Lavender also has the benefit of keeping away mice as household pests .Planting Lavender bushes outside the entrances to the home will stop mice from entering . Bunched Lavender can also be dropped under the floor boards ( best if this is done first),and this will drive out the mice from hard to access areas and will ensure that they do not return . This is a very humane way to rid your home of these pests , and has the added benefit os not using poisons that can lead to ill effects with domesticated pets , and there will be no dead mice decaying under the floor boards or in the crawl spaces .

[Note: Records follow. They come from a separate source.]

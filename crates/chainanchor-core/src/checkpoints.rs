//! The `Checkpoints` facade binds a resolved config to its registry once,
//! then exposes the verification, progress, and anchor calls without
//! repeating the flag and table on every call.

use crate::config::CheckpointConfig;
use crate::error::AnchorError;
use crate::locator::{self, BlockIndex};
use crate::progress::{self, ProgressEstimate};
use crate::registry::{select_registry, CheckpointRegistry};
use crate::types::{BlockHash, BlockIndexEntry};

/// Process-wide checkpoint handle. Cheap to clone and share across threads.
#[derive(Debug, Clone, Copy)]
pub struct Checkpoints {
    config: CheckpointConfig,
    registry: &'static CheckpointRegistry,
}

impl Checkpoints {
    /// Select the shipped registry for `config.network`.
    pub fn new(config: CheckpointConfig) -> Self {
        let registry = select_registry(config.network);
        tracing::debug!(
            network = %config.network,
            enabled = config.enabled,
            max_height = registry.max_checkpoint_height(true),
            "Checkpoints initialised"
        );
        Self { config, registry }
    }

    /// Use a custom registry, e.g. one leaked for a private network.
    pub fn with_registry(config: CheckpointConfig, registry: &'static CheckpointRegistry) -> Self {
        Self { config, registry }
    }

    pub fn config(&self) -> &CheckpointConfig {
        &self.config
    }

    pub fn registry(&self) -> &'static CheckpointRegistry {
        self.registry
    }

    pub fn is_enabled(&self) -> bool {
        self.config.enabled
    }

    pub fn check_block(&self, height: u64, hash: &BlockHash) -> bool {
        crate::verifier::check_block(self.registry, height, hash, self.config.enabled)
    }

    pub fn verify_block(&self, height: u64, hash: &BlockHash) -> Result<(), AnchorError> {
        crate::verifier::verify_block(self.registry, height, hash, self.config.enabled)
    }

    pub fn guess_verification_progress(&self, node: Option<&BlockIndexEntry>, now: i64) -> f64 {
        progress::guess_verification_progress(node, self.registry, now)
    }

    pub fn guess_verification_progress_now(&self, node: Option<&BlockIndexEntry>) -> f64 {
        progress::guess_verification_progress_now(node, self.registry)
    }

    pub fn estimate_progress(&self, node: Option<&BlockIndexEntry>, now: i64) -> ProgressEstimate {
        progress::estimate_progress(node, self.registry, now)
    }

    pub fn last_checkpoint<I: BlockIndex + ?Sized>(&self, index: &I) -> Option<BlockIndexEntry> {
        locator::last_checkpoint(index, self.registry, self.config.enabled)
    }

    pub fn total_blocks_estimate(&self) -> u64 {
        locator::total_blocks_estimate(self.registry, self.config.enabled)
    }

    pub fn max_checkpoint_height(&self) -> u64 {
        self.registry.max_checkpoint_height(self.config.enabled)
    }
}

impl Default for Checkpoints {
    fn default() -> Self {
        Self::new(CheckpointConfig::default())
    }
}

#[cfg(test)]
mod tests {
    use std::collections::HashMap;

    use super::*;
    use crate::types::{Checkpoint, CheckpointStats, Network};

    #[test]
    fn facade_selects_network_table() {
        let main = Checkpoints::default();
        assert_eq!(main.registry().network(), Network::Main);
        assert_eq!(main.total_blocks_estimate(), 61_712);

        let test = Checkpoints::new(CheckpointConfig::testnet());
        assert_eq!(test.total_blocks_estimate(), 546);
        assert_eq!(test.max_checkpoint_height(), 546);
    }

    #[test]
    fn disabled_facade_is_permissive() {
        let cps = Checkpoints::new(CheckpointConfig::default().with_enabled(false));
        assert!(!cps.is_enabled());
        assert!(cps.check_block(0, &BlockHash::ZERO));
        assert!(cps.verify_block(0, &BlockHash::ZERO).is_ok());
        assert_eq!(cps.total_blocks_estimate(), 0);

        let genesis = *cps.registry().get(0).unwrap();
        let index: HashMap<BlockHash, BlockIndexEntry> = [(
            genesis,
            BlockIndexEntry {
                height: 0,
                hash: genesis,
                timestamp: 0,
                chain_tx_count: 1,
            },
        )]
        .into_iter()
        .collect();
        assert!(cps.last_checkpoint(&index).is_none());
    }

    #[test]
    fn enabled_facade_rejects_forgery() {
        let cps = Checkpoints::default();
        assert!(!cps.check_block(16, &BlockHash::ZERO));
        assert!(cps.verify_block(16, &BlockHash::ZERO).unwrap_err().is_fatal());
    }

    #[test]
    fn custom_registry_drives_progress() {
        let reg = CheckpointRegistry::new(
            Network::Main,
            vec![Checkpoint {
                height: 16,
                hash: BlockHash::new([0x16; 32]),
            }],
            CheckpointStats {
                last_checkpoint_time: 0,
                last_checkpoint_tx_count: 1000,
                tx_per_day: 100.0,
            },
        )
        .unwrap();
        let cps = Checkpoints::with_registry(CheckpointConfig::default(), Box::leak(Box::new(reg)));
        let node = BlockIndexEntry {
            height: 8,
            hash: BlockHash::ZERO,
            timestamp: 0,
            chain_tx_count: 500,
        };
        let p = cps.guess_verification_progress(Some(&node), 86_400);
        assert!((p - 1.0 / 3.0).abs() < 1e-12);
        assert_eq!(cps.estimate_progress(None, 0).fraction, 0.0);
        assert!(cps.guess_verification_progress_now(Some(&node)) < p);
    }
}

Among the various types of lavender, the most highly perfumed of plants, there are three basic kinds, known individually as English, French, and Italian lavender. There are many hybridized versions, some of them quite hardy and successful, like L. allardii, which is larger than most lavenders and has the long flower spikes and smooth leaves of English lavender, while the foliage has the indented edges of French lavender. There are several strains that have been developed from English lavender. Some are “Hidcote Giant,” dwarf “Hidcote,” and “Munstead.” “Canary Islands’1 lavender (or “fern-leaf” lavender) looks quite different again with gray-green, finely cut foliage which has the same slightly eucalyptus scent as the purple blooms carried at the tips of very long stalks; the mature plant looks like a thick, leafy cushion with graceful stems curving upward from it. Flower colors available in English lavenders are beautiful and varied and may be snow white, dusty pink, shades of blue, and then going through the spectrum of mauves from pale lavender to deepest purple.